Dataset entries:
[Start of Attachment]

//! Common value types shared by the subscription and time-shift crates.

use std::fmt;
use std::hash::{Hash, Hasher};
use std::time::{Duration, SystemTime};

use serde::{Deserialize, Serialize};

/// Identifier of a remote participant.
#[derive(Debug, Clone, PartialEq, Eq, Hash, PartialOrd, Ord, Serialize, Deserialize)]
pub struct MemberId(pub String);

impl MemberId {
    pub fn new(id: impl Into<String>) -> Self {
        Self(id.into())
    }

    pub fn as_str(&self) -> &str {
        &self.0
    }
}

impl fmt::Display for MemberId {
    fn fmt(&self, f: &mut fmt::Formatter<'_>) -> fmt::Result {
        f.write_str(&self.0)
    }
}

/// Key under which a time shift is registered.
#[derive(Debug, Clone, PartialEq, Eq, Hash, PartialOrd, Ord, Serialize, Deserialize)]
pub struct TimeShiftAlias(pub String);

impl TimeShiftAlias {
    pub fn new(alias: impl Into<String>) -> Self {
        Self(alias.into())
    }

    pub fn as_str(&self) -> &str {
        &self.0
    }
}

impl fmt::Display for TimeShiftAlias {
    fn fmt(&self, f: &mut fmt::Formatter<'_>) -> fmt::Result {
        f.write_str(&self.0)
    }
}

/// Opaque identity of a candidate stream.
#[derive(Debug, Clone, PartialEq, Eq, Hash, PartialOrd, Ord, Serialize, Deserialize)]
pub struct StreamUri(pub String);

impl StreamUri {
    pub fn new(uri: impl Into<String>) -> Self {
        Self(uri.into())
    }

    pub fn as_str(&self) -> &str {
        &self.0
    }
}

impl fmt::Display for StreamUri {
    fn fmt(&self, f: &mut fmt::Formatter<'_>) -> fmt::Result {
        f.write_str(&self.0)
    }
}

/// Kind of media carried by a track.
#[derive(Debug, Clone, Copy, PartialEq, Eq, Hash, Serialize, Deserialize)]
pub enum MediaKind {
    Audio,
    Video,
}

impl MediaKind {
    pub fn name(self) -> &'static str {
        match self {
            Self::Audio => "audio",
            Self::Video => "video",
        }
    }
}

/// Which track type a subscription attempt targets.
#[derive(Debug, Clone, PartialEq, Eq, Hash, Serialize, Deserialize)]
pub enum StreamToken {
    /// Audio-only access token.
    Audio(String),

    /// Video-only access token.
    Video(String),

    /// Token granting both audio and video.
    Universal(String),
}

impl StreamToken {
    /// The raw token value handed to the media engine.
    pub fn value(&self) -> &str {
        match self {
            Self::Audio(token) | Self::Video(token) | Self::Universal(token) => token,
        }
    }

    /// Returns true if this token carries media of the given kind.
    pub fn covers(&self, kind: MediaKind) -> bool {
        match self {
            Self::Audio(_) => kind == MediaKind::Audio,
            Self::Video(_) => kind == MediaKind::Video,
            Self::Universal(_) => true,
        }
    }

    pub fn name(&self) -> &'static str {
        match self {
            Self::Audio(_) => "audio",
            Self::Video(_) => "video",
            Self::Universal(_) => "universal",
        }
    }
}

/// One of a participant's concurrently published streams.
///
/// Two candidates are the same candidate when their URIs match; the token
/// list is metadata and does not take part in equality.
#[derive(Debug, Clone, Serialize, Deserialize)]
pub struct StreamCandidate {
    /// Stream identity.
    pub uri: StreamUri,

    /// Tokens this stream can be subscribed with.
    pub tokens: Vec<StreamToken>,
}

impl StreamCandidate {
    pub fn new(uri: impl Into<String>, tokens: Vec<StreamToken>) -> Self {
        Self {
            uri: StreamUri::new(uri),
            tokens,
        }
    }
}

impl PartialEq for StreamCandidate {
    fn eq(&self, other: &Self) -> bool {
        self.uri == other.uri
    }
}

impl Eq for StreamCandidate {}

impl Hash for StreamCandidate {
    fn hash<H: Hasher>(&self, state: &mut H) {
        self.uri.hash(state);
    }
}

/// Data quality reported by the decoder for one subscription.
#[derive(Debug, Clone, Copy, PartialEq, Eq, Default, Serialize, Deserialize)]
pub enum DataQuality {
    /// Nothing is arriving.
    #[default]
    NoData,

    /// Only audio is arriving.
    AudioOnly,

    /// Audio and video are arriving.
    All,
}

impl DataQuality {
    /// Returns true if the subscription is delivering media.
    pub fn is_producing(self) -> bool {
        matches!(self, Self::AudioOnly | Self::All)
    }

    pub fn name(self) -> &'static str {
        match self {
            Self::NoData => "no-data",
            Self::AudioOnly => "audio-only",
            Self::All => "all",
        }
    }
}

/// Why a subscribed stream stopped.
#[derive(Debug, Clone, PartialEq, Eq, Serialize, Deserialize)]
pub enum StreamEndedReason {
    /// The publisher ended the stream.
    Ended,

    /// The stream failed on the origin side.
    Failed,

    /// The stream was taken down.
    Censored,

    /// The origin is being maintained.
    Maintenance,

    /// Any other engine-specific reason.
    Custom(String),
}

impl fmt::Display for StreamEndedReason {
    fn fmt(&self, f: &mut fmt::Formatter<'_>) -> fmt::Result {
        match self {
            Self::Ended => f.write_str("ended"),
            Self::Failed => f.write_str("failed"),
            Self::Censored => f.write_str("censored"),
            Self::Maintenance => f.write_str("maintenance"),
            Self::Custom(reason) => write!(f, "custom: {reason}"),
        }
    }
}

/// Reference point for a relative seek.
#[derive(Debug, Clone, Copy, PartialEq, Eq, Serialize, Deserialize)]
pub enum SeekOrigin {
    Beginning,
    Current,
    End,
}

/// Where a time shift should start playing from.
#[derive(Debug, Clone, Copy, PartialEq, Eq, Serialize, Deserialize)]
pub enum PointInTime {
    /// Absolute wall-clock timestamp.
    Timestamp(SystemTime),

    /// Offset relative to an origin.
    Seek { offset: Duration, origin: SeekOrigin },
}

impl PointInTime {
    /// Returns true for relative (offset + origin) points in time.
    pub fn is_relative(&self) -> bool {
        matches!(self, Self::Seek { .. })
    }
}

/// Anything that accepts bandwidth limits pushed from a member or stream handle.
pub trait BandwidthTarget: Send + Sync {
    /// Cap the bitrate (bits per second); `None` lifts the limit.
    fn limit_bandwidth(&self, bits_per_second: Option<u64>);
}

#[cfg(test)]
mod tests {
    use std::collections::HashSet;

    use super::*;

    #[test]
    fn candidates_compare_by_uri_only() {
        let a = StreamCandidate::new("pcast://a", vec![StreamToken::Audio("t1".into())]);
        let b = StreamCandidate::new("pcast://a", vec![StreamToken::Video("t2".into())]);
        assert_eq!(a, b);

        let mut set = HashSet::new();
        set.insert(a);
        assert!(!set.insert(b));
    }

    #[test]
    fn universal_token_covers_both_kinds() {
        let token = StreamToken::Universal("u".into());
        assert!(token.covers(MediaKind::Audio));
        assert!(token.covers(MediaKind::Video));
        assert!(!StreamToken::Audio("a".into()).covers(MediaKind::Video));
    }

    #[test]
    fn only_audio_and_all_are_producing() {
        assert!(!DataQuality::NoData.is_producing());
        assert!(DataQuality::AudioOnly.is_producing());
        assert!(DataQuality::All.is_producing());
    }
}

[End of Attachment]

### WHAT THE EXERCISE ASKS
The records above are to be restated word for word, in full.

### PROBLEM SOLUTION
//! Common value types shared by the subscription and time-shift crates.

use std::fmt;
use std::hash::{Hash, Hasher};
use std::time::{Duration, SystemTime};

use serde::{Deserialize, Serialize};

/// Identifier of a remote participant.
#[derive(Debug, Clone, PartialEq, Eq, Hash, PartialOrd, Ord, Serialize, Deserialize)]
pub struct MemberId(pub String);

impl MemberId {
    pub fn new(id: impl Into<String>) -> Self {
        Self(id.into())
    }

    pub fn as_str(&self) -> &str {
        &self.0
    }
}

impl fmt::Display for MemberId {
    fn fmt(&self, f: &mut fmt::Formatter<'_>) -> fmt::Result {
        f.write_str(&self.0)
    }
}

/// Key under which a time shift is registered.
#[derive(Debug, Clone, PartialEq, Eq, Hash, PartialOrd, Ord, Serialize, Deserialize)]
pub struct TimeShiftAlias(pub String);

impl TimeShiftAlias {
    pub fn new(alias: impl Into<String>) -> Self {
        Self(alias.into())
    }

    pub fn as_str(&self) -> &str {
        &self.0
    }
}

impl fmt::Display for TimeShiftAlias {
    fn fmt(&self, f: &mut fmt::Formatter<'_>) -> fmt::Result {
        f.write_str(&self.0)
    }
}

/// Opaque identity of a candidate stream.
#[derive(Debug, Clone, PartialEq, Eq, Hash, PartialOrd, Ord, Serialize, Deserialize)]
pub struct StreamUri(pub String);

impl StreamUri {
    pub fn new(uri: impl Into<String>) -> Self {
        Self(uri.into())
    }

    pub fn as_str(&self) -> &str {
        &self.0
    }
}

impl fmt::Display for StreamUri {
    fn fmt(&self, f: &mut fmt::Formatter<'_>) -> fmt::Result {
        f.write_str(&self.0)
    }
}

/// Kind of media carried by a track.
#[derive(Debug, Clone, Copy, PartialEq, Eq, Hash, Serialize, Deserialize)]
pub enum MediaKind {
    Audio,
    Video,
}

impl MediaKind {
    pub fn name(self) -> &'static str {
        match self {
            Self::Audio => "audio",
            Self::Video => "video",
        }
    }
}

/// Which track type a subscription attempt targets.
#[derive(Debug, Clone, PartialEq, Eq, Hash, Serialize, Deserialize)]
pub enum StreamToken {
    /// Audio-only access token.
    Audio(String),

    /// Video-only access token.
    Video(String),

    /// Token granting both audio and video.
    Universal(String),
}

impl StreamToken {
    /// The raw token value handed to the media engine.
    pub fn value(&self) -> &str {
        match self {
            Self::Audio(token) | Self::Video(token) | Self::Universal(token) => token,
        }
    }

    /// Returns true if this token carries media of the given kind.
    pub fn covers(&self, kind: MediaKind) -> bool {
        match self {
            Self::Audio(_) => kind == MediaKind::Audio,
            Self::Video(_) => kind == MediaKind::Video,
            Self::Universal(_) => true,
        }
    }

    pub fn name(&self) -> &'static str {
        match self {
            Self::Audio(_) => "audio",
            Self::Video(_) => "video",
            Self::Universal(_) => "universal",
        }
    }
}

/// One of a participant's concurrently published streams.
///
/// Two candidates are the same candidate when their URIs match; the token
/// list is metadata and does not take part in equality.
#[derive(Debug, Clone, Serialize, Deserialize)]
pub struct StreamCandidate {
    /// Stream identity.
    pub uri: StreamUri,

    /// Tokens this stream can be subscribed with.
    pub tokens: Vec<StreamToken>,
}

impl StreamCandidate {
    pub fn new(uri: impl Into<String>, tokens: Vec<StreamToken>) -> Self {
        Self {
            uri: StreamUri::new(uri),
            tokens,
        }
    }
}

impl PartialEq for StreamCandidate {
    fn eq(&self, other: &Self) -> bool {
        self.uri == other.uri
    }
}

impl Eq for StreamCandidate {}

impl Hash for StreamCandidate {
    fn hash<H: Hasher>(&self, state: &mut H) {
        self.uri.hash(state);
    }
}

/// Data quality reported by the decoder for one subscription.
#[derive(Debug, Clone, Copy, PartialEq, Eq, Default, Serialize, Deserialize)]
pub enum DataQuality {
    /// Nothing is arriving.
    #[default]
    NoData,

    /// Only audio is arriving.
    AudioOnly,

    /// Audio and video are arriving.
    All,
}

impl DataQuality {
    /// Returns true if the subscription is delivering media.
    pub fn is_producing(self) -> bool {
        matches!(self, Self::AudioOnly | Self::All)
    }

    pub fn name(self) -> &'static str {
        match self {
            Self::NoData => "no-data",
            Self::AudioOnly => "audio-only",
            Self::All => "all",
        }
    }
}

/// Why a subscribed stream stopped.
#[derive(Debug, Clone, PartialEq, Eq, Serialize, Deserialize)]
pub enum StreamEndedReason {
    /// The publisher ended the stream.
    Ended,

    /// The stream failed on the origin side.
    Failed,

    /// The stream was taken down.
    Censored,

    /// The origin is being maintained.
    Maintenance,

    /// Any other engine-specific reason.
    Custom(String),
}

impl fmt::Display for StreamEndedReason {
    fn fmt(&self, f: &mut fmt::Formatter<'_>) -> fmt::Result {
        match self {
            Self::Ended => f.write_str("ended"),
            Self::Failed => f.write_str("failed"),
            Self::Censored => f.write_str("censored"),
            Self::Maintenance => f.write_str("maintenance"),
            Self::Custom(reason) => write!(f, "custom: {reason}"),
        }
    }
}

/// Reference point for a relative seek.
#[derive(Debug, Clone, Copy, PartialEq, Eq, Serialize, Deserialize)]
pub enum SeekOrigin {
    Beginning,
    Current,
    End,
}

/// Where a time shift should start playing from.
#[derive(Debug, Clone, Copy, PartialEq, Eq, Serialize, Deserialize)]
pub enum PointInTime {
    /// Absolute wall-clock timestamp.
    Timestamp(SystemTime),

    /// Offset relative to an origin.
    Seek { offset: Duration, origin: SeekOrigin },
}

impl PointInTime {
    /// Returns true for relative (offset + origin) points in time.
    pub fn is_relative(&self) -> bool {
        matches!(self, Self::Seek { .. })
    }
}

/// Anything that accepts bandwidth limits pushed from a member or stream handle.
pub trait BandwidthTarget: Send + Sync {
    /// Cap the bitrate (bits per second); `None` lifts the limit.
    fn limit_bandwidth(&self, bits_per_second: Option<u64>);
}

#[cfg(test)]
mod tests {
    use std::collections::HashSet;

    use super::*;

    #[test]
    fn candidates_compare_by_uri_only() {
        let a = StreamCandidate::new("pcast://a", vec![StreamToken::Audio("t1".into())]);
        let b = StreamCandidate::new("pcast://a", vec![StreamToken::Video("t2".into())]);
        assert_eq!(a, b);

        let mut set = HashSet::new();
        set.insert(a);
        assert!(!set.insert(b));
    }

    #[test]
    fn universal_token_covers_both_kinds() {
        let token = StreamToken::Universal("u".into());
        assert!(token.covers(MediaKind::Audio));
        assert!(token.covers(MediaKind::Video));
        assert!(!StreamToken::Audio("a".into()).covers(MediaKind::Video));
    }

    #[test]
    fn only_audio_and_all_are_producing() {
        assert!(!DataQuality::NoData.is_producing());
        assert!(DataQuality::AudioOnly.is_producing());
        assert!(DataQuality::All.is_producing());
    }
}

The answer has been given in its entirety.